(WORK ORDER): Look through the lines below, find those with the word "DateTime", and copy them.

(TASK INPUTS):
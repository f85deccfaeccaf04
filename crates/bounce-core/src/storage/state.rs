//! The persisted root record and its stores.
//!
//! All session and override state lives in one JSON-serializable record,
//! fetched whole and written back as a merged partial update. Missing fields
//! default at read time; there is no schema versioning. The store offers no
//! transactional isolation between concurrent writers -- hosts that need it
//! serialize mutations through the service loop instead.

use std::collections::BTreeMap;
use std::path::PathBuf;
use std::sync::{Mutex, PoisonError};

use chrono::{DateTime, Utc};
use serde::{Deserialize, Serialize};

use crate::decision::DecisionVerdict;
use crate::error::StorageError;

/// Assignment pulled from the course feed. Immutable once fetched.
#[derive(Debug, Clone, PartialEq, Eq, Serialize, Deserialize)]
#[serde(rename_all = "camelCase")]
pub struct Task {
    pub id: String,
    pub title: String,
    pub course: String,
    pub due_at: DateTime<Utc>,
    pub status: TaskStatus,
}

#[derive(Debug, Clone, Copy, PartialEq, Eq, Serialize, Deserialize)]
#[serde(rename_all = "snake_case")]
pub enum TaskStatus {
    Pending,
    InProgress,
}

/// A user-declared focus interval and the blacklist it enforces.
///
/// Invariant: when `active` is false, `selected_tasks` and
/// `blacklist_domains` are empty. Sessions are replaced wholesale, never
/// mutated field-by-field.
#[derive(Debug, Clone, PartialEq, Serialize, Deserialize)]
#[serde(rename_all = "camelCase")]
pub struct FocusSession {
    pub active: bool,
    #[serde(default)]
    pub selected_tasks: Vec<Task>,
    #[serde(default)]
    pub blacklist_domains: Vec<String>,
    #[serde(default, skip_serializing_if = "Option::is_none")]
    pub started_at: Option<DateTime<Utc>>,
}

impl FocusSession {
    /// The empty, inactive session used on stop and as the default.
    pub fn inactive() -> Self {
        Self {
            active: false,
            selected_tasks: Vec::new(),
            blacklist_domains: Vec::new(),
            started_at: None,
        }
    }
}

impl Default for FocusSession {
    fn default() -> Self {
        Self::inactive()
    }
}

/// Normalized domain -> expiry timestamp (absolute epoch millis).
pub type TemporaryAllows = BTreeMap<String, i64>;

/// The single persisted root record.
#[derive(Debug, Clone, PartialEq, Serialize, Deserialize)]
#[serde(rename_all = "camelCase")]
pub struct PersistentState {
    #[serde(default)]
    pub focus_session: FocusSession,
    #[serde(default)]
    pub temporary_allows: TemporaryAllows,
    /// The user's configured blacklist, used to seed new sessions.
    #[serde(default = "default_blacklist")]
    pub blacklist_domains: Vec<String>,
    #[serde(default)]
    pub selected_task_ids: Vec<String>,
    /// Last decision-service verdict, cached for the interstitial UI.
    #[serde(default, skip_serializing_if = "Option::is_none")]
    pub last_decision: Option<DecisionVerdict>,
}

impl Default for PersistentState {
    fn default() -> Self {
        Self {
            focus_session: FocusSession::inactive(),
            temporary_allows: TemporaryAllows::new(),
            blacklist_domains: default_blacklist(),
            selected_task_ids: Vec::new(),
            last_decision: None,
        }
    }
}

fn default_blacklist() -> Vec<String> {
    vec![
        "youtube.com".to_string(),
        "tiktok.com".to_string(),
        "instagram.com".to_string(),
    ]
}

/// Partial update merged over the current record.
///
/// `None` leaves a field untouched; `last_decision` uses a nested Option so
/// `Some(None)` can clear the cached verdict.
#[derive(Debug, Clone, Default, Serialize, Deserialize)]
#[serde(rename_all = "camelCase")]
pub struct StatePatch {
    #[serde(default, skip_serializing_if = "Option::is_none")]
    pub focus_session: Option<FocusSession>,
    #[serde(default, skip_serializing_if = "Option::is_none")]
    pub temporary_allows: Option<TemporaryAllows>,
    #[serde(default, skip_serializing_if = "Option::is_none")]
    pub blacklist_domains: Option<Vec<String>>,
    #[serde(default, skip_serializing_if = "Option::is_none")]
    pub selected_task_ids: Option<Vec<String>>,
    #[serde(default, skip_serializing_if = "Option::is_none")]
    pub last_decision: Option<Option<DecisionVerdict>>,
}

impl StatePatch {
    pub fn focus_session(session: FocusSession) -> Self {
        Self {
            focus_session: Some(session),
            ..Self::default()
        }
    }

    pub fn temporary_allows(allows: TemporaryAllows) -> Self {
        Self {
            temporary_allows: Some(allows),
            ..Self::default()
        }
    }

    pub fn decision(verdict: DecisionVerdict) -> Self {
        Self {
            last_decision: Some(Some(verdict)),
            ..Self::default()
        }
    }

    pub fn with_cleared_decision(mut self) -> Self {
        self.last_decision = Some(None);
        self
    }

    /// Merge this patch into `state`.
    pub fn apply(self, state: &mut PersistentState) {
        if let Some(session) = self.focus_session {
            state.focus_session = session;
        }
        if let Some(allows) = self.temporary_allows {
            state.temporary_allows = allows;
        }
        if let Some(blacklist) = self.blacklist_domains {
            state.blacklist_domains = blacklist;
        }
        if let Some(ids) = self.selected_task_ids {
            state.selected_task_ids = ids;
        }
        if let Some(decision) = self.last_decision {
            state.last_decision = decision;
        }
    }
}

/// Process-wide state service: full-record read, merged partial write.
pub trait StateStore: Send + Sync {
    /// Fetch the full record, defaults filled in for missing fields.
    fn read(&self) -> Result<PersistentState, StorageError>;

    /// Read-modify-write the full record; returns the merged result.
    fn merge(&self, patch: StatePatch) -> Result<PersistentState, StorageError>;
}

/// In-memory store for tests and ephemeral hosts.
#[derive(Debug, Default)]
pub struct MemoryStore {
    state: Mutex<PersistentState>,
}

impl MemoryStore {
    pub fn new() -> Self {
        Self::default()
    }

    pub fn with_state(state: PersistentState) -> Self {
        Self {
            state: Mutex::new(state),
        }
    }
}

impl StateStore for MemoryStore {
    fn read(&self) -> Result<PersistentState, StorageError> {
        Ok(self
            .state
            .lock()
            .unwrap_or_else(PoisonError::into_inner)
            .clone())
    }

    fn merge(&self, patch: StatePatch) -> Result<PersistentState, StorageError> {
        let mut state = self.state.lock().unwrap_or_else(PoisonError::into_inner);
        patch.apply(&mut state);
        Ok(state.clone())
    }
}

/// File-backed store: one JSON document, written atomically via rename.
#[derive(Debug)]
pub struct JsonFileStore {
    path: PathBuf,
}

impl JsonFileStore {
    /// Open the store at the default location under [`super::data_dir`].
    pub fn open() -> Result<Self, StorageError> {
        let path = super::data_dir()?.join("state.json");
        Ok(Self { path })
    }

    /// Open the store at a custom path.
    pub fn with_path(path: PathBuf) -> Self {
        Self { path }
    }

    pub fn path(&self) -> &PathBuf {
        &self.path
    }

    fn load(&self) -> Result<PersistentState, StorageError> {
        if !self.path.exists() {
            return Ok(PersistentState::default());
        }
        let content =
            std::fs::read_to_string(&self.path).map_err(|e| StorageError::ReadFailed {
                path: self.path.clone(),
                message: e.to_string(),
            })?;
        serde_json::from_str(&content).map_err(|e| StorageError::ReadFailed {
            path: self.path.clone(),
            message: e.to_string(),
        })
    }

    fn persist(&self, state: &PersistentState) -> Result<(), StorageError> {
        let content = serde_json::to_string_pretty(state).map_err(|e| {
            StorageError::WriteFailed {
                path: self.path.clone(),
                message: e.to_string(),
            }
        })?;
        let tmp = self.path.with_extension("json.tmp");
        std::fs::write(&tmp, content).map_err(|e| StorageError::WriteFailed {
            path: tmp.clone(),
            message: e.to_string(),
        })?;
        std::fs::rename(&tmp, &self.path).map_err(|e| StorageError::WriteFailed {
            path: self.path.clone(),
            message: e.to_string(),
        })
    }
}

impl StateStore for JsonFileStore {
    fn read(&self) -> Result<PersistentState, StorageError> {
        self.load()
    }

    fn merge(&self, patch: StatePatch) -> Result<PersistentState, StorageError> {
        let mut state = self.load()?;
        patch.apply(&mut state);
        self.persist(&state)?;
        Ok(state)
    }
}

(RESULT FOR THIS EXERCISE):
use chrono::{DateTime, Utc};
    pub due_at: DateTime<Utc>,
    pub started_at: Option<DateTime<Utc>>,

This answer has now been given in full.